Radiation monitoring in the TSC is performed using electronic dosimeters. These designated electronic dosimeters have a range of 0 to 100,000 mR/hr, and provide an alarm function based on a pre-designated set point.

Airborne radioactivity in the TSC is monitored using a continuous air monitor. This monitor is located in an area common to TSC inhabitants. The monitor provides an indication of airborne radioactive material collected on a particulate filter. The continuous air monitor has an alarm function. A portable air sampler would be used to obtain a grab sample when the continuous air sampler is in alarm. Air sampler filter media would be analyzed to determine the level of particulate and radioiodine concentration.

Electric power to the TSC in a post-accident situation is normally provided by a transformer from off-site power. Alternatively, there is a standby diesel generator, rated at 288 kVA, that is started manually utilizing dedicated battery power. The diesel generator has sufficient capacity to power all TSC loads, including plant computer terminals, communications equipment, HVAC and lighting. In addition, the diesel generator has sufficient capacity to power selected loads in the Service Building Computer Room, in the event power is lost to the Service Building during normal operation or under post-accident conditions.

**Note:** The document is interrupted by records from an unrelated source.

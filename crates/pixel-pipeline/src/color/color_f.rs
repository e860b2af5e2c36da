//! Floating-point colors in linear light.

use super::color32::{Color32, PColor32};
use super::color64::{Color64, PColor64};
use super::lut::{linear_to_srgb16, linear_to_srgb8, srgb16_to_linear, srgb8_to_linear};
use super::{to_byte, to_word};

/// A straight-alpha color with linear `f32` channels in 0.0..=1.0.
///
/// Values outside the range are allowed while computing (error diffusion
/// overshoots, for example) and are clipped when converted back to an
/// integer color.
#[derive(Debug, Clone, Copy, PartialEq, Default)]
pub struct ColorF {
    pub a: f32,
    pub r: f32,
    pub g: f32,
    pub b: f32,
}

impl ColorF {
    pub const TRANSPARENT: ColorF = ColorF::new(0.0, 0.0, 0.0, 0.0);
    pub const BLACK: ColorF = ColorF::new(1.0, 0.0, 0.0, 0.0);
    pub const WHITE: ColorF = ColorF::new(1.0, 1.0, 1.0, 1.0);

    #[inline]
    pub const fn new(a: f32, r: f32, g: f32, b: f32) -> Self {
        Self { a, r, g, b }
    }

    #[inline]
    pub const fn from_rgb(r: f32, g: f32, b: f32) -> Self {
        Self::new(1.0, r, g, b)
    }

    /// Clamp every channel to 0.0..=1.0. NaN becomes 0.
    #[inline]
    pub fn clip(self) -> Self {
        let c = |v: f32| if v.is_nan() { 0.0 } else { v.clamp(0.0, 1.0) };
        Self::new(c(self.a), c(self.r), c(self.g), c(self.b))
    }

    #[inline]
    pub fn to_opaque(self) -> Self {
        Self::new(1.0, self.r, self.g, self.b)
    }

    #[inline]
    pub fn to_premultiplied(self) -> PColorF {
        PColorF::from(self)
    }

    /// Blend over an opaque background in linear light.
    pub fn blend_with_background(self, back: ColorF) -> Self {
        let alpha = self.a.clamp(0.0, 1.0);
        if alpha >= 1.0 {
            return self;
        }
        let inv = 1.0 - alpha;
        ColorF::from_rgb(
            self.r * alpha + back.r * inv,
            self.g * alpha + back.g * inv,
            self.b * alpha + back.b * inv,
        )
    }

    /// Relative luminance (BT.709).
    #[inline]
    pub fn luminance(self) -> f32 {
        0.2126 * self.r + 0.7152 * self.g + 0.0722 * self.b
    }
}

impl From<Color32> for ColorF {
    #[inline]
    fn from(c: Color32) -> Self {
        ColorF::new(
            c.a as f32 / 255.0,
            srgb8_to_linear(c.r),
            srgb8_to_linear(c.g),
            srgb8_to_linear(c.b),
        )
    }
}

impl From<ColorF> for Color32 {
    #[inline]
    fn from(c: ColorF) -> Self {
        Color32::new(
            to_byte(c.a * 255.0),
            linear_to_srgb8(c.r),
            linear_to_srgb8(c.g),
            linear_to_srgb8(c.b),
        )
    }
}

impl From<Color64> for ColorF {
    #[inline]
    fn from(c: Color64) -> Self {
        ColorF::new(
            c.a as f32 / 65535.0,
            srgb16_to_linear(c.r),
            srgb16_to_linear(c.g),
            srgb16_to_linear(c.b),
        )
    }
}

impl From<ColorF> for Color64 {
    #[inline]
    fn from(c: ColorF) -> Self {
        Color64::new(
            to_word(c.a * 65535.0),
            linear_to_srgb16(c.r),
            linear_to_srgb16(c.g),
            linear_to_srgb16(c.b),
        )
    }
}

/// A premultiplied color with linear `f32` channels.
#[derive(Debug, Clone, Copy, PartialEq, Default)]
pub struct PColorF {
    pub a: f32,
    pub r: f32,
    pub g: f32,
    pub b: f32,
}

impl PColorF {
    #[inline]
    pub const fn new(a: f32, r: f32, g: f32, b: f32) -> Self {
        Self { a, r, g, b }
    }

    #[inline]
    pub fn to_straight(self) -> ColorF {
        ColorF::from(self)
    }
}

impl From<ColorF> for PColorF {
    #[inline]
    fn from(c: ColorF) -> Self {
        let a = c.a.clamp(0.0, 1.0);
        PColorF::new(a, c.r * a, c.g * a, c.b * a)
    }
}

impl From<PColorF> for ColorF {
    #[inline]
    fn from(c: PColorF) -> Self {
        if c.a <= 0.0 {
            return ColorF::TRANSPARENT;
        }
        ColorF::new(c.a, c.r / c.a, c.g / c.a, c.b / c.a)
    }
}

/// `From` between two types by way of a third one.
macro_rules! convert_via {
    ($($from:ident => $to:ident via $mid:ident;)*) => {
        $(
            impl From<$from> for $to {
                #[inline]
                fn from(c: $from) -> Self {
                    $to::from($mid::from(c))
                }
            }
        )*
    };
}

convert_via! {
    Color32 => PColor64 via Color64;
    PColor64 => Color32 via Color64;
    Color32 => PColorF via ColorF;
    PColorF => Color32 via ColorF;
    PColor32 => Color64 via Color32;
    Color64 => PColor32 via Color32;
    Color64 => PColorF via ColorF;
    PColorF => Color64 via ColorF;
    PColor32 => ColorF via Color32;
    ColorF => PColor32 via Color32;
    PColor64 => ColorF via Color64;
    ColorF => PColor64 via Color64;
    PColor32 => PColorF via ColorF;
    PColorF => PColor32 via Color32;
    PColor64 => PColorF via ColorF;
    PColorF => PColor64 via Color64;
}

Essential equipment in the TSC is also provided with power supplies to keep the equipment operable during a power interruption, as for example, loss of offsite power after activation of the TSC and until the standby diesel generator is started and assumes load. Selected plant computer terminals and communications systems have uninterruptable power supplies. Emergency lighting consisting of self-contained battery units is also provided in the TSC.

18.3-7 Rev. OL-21 5/15

CALLAWAY - SP Protective clothing, respirators, and personnel radiation monitors to permit up to 10 persons to function within radiation areas are accessible to the TSC.

The conditions for manning the TSC are described in general terms in the Callaway Radiological Emergency Response Plan. Detailed procedures have been developed, as Emergency Plan implementing procedures.

Operations Support Area The Operations Support Area (OSA) is described in the Radiological Emergency Response Plan. The OSA provides ample space for assembly of personnel and has communications with various other emergency facilities. Equipment, tools and protective clothing are also available.

Emergency Operations Facility At Callaway the Emergency Operations Facility (EOF) is located approximately 1 mile from the plant, as discussed in the RERP. It is a one-story building of 13,000 square feet.

The EOF working space is sufficient for at least 35 persons, consisting of 25 persons designated by the licensee including state and local officials, 9 persons from the NRC and one person from FEMA. The structural design of the EOF is in conformance to the Uniform Building Code. Walls are concrete, approximately 10 inches thick and the roof consists of double-T pre-cast concrete sections with a minimum concrete thickness of approximately 6 inches. The structure provides radiation shielding equivalent to a protection factor greater than 5.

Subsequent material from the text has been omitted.